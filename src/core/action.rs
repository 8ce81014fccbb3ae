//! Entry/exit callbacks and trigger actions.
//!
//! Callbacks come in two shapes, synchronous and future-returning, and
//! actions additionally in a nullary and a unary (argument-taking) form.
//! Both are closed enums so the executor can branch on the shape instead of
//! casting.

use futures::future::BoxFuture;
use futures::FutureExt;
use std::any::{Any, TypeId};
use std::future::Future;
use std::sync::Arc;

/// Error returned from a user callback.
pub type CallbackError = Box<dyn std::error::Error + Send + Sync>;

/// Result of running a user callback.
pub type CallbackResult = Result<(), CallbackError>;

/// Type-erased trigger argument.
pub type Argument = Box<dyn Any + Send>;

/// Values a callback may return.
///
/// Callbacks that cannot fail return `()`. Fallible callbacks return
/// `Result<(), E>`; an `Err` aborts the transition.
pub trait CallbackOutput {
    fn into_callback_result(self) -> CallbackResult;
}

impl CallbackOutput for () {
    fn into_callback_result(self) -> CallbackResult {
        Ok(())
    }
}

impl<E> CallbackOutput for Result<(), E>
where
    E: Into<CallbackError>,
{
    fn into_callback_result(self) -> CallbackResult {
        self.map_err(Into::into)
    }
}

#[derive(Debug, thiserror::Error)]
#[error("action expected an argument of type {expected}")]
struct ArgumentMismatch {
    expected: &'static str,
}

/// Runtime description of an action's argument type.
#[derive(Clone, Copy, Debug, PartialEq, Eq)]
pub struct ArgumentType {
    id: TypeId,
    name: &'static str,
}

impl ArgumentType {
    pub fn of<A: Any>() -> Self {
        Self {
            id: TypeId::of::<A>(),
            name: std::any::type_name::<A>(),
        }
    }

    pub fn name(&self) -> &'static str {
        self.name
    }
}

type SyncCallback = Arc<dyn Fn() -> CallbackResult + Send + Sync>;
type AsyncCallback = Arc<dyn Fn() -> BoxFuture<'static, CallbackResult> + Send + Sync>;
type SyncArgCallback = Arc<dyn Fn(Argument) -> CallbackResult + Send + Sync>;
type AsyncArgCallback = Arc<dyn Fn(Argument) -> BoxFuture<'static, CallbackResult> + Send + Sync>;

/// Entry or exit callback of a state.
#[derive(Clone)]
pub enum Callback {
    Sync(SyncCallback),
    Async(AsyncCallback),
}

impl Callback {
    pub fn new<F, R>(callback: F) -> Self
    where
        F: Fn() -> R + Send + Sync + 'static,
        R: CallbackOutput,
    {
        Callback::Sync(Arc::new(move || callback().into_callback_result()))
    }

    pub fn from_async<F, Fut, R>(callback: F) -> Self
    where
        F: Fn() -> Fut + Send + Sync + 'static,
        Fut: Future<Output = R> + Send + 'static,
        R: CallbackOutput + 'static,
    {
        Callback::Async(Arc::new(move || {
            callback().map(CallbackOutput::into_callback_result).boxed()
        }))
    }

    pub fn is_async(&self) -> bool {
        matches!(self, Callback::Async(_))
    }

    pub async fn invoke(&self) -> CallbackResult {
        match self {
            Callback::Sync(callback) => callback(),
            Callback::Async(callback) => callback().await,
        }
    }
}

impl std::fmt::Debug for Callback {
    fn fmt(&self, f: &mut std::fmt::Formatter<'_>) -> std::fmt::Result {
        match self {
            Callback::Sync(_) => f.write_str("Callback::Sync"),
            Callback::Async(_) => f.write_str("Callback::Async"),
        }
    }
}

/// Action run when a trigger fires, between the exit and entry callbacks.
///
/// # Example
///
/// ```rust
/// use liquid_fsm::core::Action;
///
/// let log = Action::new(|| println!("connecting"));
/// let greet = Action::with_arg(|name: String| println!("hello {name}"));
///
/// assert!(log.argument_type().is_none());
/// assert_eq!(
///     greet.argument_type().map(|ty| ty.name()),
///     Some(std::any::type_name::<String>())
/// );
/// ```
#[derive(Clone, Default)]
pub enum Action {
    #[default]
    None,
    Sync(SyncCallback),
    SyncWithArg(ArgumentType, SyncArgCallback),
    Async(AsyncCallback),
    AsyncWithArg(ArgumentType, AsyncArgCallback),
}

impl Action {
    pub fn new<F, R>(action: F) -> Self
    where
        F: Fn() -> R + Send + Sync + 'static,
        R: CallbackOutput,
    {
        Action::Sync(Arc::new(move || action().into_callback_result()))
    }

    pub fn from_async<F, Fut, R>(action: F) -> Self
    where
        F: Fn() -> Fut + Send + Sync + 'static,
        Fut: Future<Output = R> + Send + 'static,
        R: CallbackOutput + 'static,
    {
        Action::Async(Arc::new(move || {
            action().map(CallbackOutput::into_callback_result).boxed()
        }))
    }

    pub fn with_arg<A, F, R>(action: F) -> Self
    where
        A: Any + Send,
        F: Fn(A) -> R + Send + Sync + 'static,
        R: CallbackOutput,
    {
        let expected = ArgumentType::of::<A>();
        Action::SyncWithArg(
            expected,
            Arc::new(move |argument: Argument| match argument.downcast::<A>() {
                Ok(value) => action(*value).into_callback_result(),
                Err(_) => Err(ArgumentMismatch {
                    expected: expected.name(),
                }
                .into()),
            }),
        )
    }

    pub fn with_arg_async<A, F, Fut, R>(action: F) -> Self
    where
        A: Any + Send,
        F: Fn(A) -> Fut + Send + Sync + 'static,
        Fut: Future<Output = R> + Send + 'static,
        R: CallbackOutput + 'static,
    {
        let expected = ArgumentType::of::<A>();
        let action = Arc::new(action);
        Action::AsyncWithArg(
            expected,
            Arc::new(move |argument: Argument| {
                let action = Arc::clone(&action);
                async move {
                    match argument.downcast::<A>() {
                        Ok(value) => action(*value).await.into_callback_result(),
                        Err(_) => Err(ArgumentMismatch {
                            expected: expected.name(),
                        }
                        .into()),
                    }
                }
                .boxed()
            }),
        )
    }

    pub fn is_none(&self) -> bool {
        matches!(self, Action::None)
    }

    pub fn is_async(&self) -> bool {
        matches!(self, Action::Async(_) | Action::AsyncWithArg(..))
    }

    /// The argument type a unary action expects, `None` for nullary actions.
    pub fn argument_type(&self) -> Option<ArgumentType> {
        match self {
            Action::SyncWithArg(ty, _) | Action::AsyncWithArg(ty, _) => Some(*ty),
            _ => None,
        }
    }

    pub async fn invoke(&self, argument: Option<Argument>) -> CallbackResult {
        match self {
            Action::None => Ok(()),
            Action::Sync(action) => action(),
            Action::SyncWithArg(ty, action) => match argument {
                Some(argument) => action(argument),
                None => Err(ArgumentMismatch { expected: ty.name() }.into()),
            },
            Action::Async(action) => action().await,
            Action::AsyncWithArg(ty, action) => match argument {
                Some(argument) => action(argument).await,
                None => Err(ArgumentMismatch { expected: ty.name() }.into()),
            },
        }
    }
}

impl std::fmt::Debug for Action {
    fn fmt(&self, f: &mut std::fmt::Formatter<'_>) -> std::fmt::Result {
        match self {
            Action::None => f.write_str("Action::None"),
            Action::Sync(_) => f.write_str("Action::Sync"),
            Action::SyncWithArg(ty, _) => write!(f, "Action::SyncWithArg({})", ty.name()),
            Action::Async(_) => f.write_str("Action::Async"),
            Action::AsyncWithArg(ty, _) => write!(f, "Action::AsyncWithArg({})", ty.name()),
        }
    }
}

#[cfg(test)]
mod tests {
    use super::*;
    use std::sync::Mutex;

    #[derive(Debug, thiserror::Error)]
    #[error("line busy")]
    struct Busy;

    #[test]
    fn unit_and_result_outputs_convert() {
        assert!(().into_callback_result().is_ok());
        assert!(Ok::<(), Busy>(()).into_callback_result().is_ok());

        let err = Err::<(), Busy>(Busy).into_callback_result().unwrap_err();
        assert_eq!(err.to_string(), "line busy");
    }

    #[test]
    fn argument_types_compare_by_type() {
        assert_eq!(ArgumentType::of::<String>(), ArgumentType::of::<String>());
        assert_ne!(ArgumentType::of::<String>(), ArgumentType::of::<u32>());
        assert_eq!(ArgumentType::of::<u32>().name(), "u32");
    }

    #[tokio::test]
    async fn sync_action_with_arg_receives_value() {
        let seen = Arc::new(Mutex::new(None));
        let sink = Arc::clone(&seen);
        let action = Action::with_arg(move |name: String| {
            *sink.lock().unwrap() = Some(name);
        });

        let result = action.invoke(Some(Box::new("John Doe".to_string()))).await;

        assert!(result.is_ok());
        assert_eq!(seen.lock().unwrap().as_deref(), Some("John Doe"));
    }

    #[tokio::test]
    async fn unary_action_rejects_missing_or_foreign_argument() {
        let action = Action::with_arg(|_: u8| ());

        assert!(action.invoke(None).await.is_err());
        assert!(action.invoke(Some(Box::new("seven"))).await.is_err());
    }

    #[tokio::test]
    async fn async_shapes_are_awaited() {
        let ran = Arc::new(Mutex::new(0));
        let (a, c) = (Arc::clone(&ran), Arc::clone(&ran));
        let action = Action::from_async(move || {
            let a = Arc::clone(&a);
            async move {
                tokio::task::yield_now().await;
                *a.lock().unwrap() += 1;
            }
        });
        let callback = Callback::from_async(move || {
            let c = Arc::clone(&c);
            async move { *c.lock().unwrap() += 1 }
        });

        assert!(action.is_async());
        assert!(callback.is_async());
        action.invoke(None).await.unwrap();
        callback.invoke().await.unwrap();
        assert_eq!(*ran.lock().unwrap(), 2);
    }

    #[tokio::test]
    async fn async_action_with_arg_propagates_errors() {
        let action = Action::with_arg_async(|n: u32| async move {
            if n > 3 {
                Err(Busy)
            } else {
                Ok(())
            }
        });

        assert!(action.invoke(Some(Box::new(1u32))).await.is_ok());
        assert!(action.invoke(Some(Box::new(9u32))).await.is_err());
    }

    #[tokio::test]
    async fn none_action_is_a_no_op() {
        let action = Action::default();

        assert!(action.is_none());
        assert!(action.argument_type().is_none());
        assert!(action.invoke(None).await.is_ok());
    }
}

# # # #

Copy out the listing above, line by line and exactly, from its first line to the line holding "Type-erased trigger argument.", inclusive.

Response to the task.
filename src/core/action.rs
repository 8ce81014fccbb3ae
//! Entry/exit callbacks and trigger actions.
//!
//! Callbacks come in two shapes, synchronous and future-returning, and
//! actions additionally in a nullary and a unary (argument-taking) form.
//! Both are closed enums so the executor can branch on the shape instead of
//! casting.

use futures::future::BoxFuture;
use futures::FutureExt;
use std::any::{Any, TypeId};
use std::future::Future;
use std::sync::Arc;

/// Error returned from a user callback.
pub type CallbackError = Box<dyn std::error::Error + Send + Sync>;

/// Result of running a user callback.
pub type CallbackResult = Result<(), CallbackError>;

/// Type-erased trigger argument.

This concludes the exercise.